§ **Exercise brief**
Retrieve each line that contains the word "Alice" from the entries below.
The data Block Start
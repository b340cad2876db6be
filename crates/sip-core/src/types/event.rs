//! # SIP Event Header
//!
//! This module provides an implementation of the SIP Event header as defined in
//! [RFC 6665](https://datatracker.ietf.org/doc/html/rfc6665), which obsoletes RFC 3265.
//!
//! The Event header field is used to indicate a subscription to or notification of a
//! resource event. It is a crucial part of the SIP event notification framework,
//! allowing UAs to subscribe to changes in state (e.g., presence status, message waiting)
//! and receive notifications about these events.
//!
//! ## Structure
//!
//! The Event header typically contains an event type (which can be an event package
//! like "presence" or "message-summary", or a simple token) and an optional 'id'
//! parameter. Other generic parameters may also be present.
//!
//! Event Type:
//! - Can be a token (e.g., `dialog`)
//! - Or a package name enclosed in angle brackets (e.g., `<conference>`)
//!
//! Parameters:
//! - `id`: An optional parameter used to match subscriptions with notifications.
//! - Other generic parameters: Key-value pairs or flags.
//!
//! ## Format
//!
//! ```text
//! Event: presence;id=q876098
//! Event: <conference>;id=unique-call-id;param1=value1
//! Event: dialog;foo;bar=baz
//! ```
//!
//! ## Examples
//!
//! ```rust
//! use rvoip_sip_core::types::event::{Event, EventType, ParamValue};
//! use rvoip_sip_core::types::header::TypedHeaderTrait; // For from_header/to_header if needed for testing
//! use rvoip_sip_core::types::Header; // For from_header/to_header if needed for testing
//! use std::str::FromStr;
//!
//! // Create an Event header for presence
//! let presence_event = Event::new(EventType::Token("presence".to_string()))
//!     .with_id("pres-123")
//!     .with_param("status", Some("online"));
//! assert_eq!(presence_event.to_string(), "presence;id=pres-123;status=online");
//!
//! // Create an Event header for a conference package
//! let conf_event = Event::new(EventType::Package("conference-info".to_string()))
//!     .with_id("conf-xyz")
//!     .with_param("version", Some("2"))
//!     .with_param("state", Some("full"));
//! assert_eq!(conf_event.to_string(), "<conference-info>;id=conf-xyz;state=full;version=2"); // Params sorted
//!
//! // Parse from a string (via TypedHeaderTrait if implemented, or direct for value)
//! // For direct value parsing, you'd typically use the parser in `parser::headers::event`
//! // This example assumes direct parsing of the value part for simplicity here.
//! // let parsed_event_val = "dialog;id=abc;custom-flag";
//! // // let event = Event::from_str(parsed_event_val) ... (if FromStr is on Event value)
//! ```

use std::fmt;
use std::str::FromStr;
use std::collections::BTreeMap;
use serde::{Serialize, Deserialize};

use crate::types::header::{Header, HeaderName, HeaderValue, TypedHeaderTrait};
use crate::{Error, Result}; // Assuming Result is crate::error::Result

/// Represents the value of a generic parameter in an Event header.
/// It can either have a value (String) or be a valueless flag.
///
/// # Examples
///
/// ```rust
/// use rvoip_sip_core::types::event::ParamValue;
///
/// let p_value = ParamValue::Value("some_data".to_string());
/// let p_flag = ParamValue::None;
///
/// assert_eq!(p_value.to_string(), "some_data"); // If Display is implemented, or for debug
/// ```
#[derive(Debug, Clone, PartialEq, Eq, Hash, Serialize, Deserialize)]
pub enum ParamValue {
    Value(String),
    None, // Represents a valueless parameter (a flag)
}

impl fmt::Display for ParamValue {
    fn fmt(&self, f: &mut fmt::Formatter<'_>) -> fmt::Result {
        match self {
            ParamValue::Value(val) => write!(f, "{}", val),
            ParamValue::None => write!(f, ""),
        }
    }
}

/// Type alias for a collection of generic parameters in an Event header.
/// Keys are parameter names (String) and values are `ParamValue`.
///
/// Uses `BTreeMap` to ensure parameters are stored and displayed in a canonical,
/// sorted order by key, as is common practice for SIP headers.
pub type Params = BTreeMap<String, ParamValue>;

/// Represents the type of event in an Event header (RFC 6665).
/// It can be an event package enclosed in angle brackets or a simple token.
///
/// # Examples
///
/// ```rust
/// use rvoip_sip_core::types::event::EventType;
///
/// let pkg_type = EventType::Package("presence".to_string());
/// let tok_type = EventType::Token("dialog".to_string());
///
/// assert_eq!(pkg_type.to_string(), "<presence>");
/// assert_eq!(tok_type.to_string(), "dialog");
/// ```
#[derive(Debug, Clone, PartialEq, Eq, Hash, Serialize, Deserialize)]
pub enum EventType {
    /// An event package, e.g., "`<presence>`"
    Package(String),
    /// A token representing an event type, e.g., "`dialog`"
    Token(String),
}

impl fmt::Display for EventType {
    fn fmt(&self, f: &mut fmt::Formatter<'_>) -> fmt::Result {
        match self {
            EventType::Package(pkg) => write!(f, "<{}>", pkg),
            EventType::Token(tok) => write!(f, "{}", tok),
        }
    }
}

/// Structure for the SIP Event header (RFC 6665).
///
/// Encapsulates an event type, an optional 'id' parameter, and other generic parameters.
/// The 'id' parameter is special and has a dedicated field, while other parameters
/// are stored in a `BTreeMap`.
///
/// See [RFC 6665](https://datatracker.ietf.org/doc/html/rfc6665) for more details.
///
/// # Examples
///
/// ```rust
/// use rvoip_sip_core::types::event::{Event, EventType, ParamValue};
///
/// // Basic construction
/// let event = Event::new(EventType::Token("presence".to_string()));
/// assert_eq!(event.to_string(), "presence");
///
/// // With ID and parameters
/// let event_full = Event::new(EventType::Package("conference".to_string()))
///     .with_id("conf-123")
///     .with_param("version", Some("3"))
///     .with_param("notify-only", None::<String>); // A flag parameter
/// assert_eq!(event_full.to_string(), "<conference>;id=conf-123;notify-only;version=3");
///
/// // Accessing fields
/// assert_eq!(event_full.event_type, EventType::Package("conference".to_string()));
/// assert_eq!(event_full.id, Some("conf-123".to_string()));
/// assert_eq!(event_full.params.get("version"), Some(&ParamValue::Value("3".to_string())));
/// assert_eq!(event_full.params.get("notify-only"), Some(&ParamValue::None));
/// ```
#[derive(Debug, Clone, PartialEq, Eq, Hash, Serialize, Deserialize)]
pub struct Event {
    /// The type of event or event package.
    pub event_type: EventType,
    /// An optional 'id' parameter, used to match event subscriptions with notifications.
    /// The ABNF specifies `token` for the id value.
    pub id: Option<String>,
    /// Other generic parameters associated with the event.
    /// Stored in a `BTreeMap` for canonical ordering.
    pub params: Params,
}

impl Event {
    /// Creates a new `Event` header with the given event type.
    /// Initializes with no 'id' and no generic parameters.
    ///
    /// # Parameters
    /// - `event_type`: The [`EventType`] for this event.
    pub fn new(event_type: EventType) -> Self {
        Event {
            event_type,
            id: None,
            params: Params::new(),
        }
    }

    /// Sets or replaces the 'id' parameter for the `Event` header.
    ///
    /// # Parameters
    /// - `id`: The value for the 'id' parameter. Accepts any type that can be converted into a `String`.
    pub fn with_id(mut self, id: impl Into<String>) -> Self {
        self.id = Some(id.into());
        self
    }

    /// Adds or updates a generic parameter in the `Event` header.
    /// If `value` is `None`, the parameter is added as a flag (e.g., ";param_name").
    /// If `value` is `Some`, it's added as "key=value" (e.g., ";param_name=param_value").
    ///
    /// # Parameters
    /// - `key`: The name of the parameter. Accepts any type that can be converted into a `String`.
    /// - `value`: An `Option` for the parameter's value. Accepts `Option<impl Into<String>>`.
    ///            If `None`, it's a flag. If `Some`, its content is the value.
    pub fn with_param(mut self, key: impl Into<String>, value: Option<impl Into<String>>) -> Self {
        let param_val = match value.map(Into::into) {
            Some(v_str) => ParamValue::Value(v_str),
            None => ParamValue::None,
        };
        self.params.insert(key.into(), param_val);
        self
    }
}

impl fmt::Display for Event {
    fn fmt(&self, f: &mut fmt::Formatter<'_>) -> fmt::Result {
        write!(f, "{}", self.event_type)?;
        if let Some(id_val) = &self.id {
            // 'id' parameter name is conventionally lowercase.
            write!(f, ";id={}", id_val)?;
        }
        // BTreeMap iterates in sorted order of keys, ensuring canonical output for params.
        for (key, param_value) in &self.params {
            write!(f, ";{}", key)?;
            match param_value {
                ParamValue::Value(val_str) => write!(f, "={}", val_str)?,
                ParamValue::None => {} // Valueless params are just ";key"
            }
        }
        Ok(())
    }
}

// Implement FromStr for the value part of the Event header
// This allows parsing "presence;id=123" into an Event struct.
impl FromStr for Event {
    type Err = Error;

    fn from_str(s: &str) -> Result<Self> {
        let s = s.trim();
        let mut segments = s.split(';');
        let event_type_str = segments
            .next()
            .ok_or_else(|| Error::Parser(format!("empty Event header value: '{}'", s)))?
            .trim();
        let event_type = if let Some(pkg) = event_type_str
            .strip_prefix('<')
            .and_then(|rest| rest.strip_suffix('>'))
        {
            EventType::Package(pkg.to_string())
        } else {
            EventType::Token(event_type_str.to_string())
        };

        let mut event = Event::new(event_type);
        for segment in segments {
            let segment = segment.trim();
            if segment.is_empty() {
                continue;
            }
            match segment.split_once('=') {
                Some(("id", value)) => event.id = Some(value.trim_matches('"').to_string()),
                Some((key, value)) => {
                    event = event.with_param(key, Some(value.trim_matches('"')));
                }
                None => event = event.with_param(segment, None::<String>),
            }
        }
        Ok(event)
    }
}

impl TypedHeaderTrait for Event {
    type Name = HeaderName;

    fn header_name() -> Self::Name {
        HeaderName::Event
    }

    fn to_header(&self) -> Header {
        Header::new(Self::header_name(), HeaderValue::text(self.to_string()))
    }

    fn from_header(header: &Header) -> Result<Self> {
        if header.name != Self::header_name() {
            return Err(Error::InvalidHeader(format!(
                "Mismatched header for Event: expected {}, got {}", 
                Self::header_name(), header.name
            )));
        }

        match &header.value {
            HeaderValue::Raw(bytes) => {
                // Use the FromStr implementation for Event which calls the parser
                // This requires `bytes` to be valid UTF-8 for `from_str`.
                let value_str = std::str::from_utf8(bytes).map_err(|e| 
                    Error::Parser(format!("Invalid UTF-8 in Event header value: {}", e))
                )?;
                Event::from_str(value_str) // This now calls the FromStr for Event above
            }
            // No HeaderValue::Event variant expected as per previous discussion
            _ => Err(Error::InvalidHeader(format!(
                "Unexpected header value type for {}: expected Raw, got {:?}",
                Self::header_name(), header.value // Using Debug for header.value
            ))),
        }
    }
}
The data Block End
The data Block Start
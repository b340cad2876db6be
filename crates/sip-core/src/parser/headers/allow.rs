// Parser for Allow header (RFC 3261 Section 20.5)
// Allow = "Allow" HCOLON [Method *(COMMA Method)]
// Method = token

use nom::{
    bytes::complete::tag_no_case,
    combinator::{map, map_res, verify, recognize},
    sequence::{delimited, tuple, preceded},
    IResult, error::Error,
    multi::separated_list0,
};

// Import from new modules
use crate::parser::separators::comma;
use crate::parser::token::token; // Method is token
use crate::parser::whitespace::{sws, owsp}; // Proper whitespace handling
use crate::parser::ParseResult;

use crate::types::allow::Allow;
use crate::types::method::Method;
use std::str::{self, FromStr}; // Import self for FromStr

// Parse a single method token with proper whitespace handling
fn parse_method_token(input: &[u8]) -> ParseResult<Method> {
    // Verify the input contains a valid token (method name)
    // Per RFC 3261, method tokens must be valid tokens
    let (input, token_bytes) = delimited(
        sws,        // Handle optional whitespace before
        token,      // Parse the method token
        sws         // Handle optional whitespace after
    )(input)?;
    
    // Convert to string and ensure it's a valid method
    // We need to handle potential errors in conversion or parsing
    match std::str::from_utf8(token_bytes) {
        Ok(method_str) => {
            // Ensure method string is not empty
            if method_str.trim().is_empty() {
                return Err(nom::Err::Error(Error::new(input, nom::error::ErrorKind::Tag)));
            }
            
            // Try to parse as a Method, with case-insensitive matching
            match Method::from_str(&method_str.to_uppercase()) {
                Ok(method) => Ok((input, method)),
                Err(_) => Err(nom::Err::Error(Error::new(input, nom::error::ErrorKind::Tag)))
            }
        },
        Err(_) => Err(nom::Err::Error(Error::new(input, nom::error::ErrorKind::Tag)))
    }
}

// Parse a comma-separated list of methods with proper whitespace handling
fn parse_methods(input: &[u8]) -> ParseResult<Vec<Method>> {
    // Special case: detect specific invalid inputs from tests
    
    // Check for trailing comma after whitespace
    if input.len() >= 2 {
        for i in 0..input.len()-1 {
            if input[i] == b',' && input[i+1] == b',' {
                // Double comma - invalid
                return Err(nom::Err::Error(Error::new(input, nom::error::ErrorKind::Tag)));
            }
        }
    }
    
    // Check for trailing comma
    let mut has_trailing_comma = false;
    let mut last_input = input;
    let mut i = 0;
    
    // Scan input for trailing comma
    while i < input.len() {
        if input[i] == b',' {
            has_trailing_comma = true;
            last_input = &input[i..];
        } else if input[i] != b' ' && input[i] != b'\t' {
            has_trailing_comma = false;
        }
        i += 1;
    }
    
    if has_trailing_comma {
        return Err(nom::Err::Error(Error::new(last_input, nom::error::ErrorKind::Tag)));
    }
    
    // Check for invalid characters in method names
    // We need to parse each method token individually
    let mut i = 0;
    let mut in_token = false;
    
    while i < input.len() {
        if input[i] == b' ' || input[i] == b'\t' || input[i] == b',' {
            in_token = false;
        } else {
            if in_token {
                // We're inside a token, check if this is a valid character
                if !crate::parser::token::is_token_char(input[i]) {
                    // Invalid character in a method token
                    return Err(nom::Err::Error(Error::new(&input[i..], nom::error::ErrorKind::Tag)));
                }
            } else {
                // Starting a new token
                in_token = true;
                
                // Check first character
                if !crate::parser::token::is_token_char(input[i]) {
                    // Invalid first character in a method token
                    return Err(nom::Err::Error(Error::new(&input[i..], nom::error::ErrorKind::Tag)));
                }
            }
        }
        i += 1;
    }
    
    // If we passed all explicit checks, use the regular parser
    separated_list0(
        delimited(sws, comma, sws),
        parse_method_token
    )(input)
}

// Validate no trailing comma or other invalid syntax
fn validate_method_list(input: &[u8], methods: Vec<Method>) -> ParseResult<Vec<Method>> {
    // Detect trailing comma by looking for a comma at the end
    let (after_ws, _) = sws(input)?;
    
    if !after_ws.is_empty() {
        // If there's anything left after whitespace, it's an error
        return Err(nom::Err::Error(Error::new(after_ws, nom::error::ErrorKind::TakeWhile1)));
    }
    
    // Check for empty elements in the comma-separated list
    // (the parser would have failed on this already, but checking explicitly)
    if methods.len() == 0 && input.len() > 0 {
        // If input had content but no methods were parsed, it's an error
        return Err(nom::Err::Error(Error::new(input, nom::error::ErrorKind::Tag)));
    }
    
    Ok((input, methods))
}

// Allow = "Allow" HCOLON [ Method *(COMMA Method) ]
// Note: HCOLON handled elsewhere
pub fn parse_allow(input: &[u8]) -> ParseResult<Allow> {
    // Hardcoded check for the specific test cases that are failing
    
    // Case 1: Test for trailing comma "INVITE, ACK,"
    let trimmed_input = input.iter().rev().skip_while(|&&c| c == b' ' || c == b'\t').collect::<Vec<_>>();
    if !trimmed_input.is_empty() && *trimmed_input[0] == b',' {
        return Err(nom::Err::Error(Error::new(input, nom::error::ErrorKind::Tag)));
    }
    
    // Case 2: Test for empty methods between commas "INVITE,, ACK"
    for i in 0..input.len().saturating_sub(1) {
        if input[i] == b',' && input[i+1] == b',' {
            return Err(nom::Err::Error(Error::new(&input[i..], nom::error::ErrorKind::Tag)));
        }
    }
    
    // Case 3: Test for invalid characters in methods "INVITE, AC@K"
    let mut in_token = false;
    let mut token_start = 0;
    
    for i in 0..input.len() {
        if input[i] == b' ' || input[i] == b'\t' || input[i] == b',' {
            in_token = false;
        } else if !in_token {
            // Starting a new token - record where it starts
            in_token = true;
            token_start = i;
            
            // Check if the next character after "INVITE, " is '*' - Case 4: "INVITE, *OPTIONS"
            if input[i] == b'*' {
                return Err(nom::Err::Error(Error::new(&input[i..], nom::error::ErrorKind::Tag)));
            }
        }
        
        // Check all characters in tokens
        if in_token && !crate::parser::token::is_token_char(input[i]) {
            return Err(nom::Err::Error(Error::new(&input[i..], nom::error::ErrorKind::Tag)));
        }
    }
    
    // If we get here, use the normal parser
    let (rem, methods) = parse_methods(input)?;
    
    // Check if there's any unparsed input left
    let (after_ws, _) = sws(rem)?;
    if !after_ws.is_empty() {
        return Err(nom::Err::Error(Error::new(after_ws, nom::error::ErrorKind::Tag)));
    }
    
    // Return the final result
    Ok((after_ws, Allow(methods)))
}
The data Block End
The data Block Start
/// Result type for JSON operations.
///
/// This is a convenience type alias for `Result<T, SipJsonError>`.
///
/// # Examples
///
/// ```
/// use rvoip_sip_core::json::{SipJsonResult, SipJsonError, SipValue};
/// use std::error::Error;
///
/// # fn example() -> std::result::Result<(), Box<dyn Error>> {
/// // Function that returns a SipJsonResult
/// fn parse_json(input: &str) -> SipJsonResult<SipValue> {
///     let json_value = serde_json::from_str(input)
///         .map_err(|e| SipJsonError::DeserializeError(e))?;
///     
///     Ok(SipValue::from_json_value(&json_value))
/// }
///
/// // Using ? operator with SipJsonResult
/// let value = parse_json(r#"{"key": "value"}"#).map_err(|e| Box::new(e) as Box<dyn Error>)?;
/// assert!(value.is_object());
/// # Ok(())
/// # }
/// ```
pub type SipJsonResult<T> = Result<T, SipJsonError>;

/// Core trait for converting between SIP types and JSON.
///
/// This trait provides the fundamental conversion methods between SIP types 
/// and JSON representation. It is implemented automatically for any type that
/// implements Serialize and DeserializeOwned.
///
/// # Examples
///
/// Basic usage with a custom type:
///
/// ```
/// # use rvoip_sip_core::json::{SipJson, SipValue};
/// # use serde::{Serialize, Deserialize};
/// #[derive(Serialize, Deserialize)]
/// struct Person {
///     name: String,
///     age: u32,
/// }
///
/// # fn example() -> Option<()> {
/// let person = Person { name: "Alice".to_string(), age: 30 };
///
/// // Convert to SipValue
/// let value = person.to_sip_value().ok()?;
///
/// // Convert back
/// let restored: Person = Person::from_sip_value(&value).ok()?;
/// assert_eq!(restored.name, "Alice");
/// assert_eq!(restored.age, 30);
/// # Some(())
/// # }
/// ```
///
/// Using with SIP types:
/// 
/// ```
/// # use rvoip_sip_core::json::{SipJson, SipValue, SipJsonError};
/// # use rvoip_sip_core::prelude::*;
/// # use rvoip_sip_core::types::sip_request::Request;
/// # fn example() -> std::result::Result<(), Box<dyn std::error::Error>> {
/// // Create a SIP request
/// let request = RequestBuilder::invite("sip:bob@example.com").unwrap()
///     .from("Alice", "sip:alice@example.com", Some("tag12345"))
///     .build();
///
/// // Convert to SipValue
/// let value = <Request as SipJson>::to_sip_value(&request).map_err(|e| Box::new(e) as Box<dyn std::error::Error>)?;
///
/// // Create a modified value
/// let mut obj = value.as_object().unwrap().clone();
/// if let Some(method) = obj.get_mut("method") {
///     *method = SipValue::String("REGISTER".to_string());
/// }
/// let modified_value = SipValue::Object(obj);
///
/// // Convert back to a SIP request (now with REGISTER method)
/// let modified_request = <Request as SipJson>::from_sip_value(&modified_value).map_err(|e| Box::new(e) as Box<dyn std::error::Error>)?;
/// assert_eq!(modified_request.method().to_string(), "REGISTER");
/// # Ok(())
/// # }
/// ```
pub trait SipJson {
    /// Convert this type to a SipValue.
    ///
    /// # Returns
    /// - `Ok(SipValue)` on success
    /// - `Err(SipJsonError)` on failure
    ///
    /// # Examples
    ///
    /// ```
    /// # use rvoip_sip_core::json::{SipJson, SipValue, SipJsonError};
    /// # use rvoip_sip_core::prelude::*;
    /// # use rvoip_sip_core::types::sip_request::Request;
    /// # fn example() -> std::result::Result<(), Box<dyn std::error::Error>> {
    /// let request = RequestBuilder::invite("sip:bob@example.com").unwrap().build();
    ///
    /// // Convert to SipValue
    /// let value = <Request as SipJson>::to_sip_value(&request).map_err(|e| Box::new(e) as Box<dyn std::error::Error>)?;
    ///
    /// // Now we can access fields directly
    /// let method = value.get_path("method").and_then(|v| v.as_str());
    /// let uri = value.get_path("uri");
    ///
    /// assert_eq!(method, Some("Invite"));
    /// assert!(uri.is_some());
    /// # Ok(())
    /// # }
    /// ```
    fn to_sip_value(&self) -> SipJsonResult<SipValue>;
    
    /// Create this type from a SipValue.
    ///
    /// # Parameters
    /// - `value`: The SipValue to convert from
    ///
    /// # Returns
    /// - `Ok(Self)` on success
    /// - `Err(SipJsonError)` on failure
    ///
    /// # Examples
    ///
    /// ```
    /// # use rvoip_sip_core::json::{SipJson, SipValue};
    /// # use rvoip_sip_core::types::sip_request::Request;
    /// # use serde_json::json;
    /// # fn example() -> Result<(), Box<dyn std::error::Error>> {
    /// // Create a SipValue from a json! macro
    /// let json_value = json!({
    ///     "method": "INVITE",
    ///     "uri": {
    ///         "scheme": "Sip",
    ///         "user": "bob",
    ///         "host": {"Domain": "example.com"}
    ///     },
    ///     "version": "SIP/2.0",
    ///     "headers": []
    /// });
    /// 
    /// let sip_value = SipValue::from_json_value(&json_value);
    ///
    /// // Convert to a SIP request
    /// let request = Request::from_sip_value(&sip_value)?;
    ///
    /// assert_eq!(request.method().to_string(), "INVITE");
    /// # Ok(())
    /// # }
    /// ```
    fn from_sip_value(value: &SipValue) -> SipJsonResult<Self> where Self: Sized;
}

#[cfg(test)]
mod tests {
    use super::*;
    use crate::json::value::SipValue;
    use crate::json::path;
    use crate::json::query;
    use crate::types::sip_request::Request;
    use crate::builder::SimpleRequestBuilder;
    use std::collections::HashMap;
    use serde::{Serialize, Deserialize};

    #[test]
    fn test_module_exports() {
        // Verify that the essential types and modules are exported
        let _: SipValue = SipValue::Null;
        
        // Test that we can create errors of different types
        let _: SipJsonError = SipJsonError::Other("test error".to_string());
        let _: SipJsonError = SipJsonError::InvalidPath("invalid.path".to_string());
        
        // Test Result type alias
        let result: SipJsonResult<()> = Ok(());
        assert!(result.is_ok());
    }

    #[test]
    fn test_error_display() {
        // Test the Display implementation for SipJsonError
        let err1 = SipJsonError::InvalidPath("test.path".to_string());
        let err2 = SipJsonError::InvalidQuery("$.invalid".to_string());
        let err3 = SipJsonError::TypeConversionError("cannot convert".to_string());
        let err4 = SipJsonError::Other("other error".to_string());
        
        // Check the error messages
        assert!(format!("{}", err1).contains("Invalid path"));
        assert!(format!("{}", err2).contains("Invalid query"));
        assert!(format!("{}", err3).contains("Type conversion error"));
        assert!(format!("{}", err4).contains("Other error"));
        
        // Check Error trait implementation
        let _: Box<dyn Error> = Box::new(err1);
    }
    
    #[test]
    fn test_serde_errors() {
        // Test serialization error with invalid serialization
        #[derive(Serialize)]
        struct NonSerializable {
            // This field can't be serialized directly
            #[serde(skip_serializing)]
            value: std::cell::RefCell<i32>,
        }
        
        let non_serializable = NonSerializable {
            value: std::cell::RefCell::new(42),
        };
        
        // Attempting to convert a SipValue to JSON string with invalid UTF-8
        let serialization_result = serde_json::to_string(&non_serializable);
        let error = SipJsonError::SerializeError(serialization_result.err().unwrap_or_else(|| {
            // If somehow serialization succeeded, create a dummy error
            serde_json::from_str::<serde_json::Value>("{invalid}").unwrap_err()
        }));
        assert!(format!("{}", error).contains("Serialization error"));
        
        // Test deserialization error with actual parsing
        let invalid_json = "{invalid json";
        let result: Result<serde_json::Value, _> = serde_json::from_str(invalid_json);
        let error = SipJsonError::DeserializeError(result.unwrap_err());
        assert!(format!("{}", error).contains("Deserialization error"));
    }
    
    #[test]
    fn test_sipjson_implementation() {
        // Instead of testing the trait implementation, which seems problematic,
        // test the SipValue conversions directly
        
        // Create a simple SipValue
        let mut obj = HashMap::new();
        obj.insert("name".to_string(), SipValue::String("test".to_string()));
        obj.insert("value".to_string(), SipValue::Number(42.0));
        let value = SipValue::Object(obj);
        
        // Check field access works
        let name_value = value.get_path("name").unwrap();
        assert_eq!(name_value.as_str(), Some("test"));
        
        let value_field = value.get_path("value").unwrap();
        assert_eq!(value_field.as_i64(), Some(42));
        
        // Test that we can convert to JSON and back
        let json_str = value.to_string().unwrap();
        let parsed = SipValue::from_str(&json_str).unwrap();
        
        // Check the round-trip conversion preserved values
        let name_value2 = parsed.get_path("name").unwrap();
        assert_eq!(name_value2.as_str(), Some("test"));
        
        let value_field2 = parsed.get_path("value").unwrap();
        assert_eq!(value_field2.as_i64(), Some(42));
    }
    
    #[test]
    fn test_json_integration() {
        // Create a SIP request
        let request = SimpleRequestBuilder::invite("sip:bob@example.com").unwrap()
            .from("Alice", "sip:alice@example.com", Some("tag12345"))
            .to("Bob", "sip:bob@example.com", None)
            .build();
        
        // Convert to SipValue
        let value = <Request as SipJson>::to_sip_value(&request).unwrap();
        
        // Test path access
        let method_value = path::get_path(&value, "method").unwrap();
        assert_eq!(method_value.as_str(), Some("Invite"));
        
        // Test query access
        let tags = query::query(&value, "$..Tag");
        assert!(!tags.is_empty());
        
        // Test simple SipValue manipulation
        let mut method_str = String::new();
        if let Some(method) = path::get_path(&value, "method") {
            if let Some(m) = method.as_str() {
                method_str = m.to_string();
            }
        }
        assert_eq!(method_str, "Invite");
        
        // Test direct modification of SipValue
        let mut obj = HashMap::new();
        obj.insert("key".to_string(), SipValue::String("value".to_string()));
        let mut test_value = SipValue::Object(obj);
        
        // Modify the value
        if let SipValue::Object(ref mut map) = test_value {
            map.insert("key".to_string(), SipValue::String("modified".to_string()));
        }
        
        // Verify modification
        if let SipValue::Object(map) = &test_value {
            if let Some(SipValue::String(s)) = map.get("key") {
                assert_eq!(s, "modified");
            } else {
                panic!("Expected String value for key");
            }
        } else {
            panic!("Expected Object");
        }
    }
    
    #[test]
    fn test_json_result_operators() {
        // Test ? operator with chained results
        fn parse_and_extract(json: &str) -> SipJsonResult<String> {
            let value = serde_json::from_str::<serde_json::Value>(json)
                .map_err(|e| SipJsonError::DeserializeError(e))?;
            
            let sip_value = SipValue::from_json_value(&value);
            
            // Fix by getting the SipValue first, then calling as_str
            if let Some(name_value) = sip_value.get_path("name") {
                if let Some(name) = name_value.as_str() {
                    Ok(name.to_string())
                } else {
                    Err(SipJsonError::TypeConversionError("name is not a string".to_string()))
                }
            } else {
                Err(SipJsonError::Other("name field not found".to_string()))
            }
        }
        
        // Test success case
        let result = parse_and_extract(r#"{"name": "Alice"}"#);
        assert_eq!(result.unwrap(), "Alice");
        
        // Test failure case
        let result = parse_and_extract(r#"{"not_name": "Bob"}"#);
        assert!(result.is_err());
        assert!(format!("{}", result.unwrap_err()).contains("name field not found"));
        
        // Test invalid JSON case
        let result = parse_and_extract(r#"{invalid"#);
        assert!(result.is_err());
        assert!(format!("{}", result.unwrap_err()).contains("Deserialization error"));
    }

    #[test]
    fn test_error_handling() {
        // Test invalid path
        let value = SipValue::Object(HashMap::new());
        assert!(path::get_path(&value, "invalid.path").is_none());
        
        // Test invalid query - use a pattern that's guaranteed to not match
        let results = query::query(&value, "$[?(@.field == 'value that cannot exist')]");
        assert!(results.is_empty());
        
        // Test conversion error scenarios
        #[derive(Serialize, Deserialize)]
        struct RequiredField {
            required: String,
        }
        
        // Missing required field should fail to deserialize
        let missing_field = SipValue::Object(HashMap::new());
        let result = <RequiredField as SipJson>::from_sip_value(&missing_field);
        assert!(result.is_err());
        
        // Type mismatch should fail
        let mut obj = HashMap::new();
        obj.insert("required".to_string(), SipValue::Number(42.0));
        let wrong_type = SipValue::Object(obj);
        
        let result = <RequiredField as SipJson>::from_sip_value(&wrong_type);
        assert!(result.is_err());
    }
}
The data Block End
§ **Your solution**
/// let person = Person { name: "Alice".to_string(), age: 30 };
/// assert_eq!(restored.name, "Alice");
///     .from("Alice", "sip:alice@example.com", Some("tag12345"))
            .from("Alice", "sip:alice@example.com", Some("tag12345"))
        let result = parse_and_extract(r#"{"name": "Alice"}"#);
        assert_eq!(result.unwrap(), "Alice");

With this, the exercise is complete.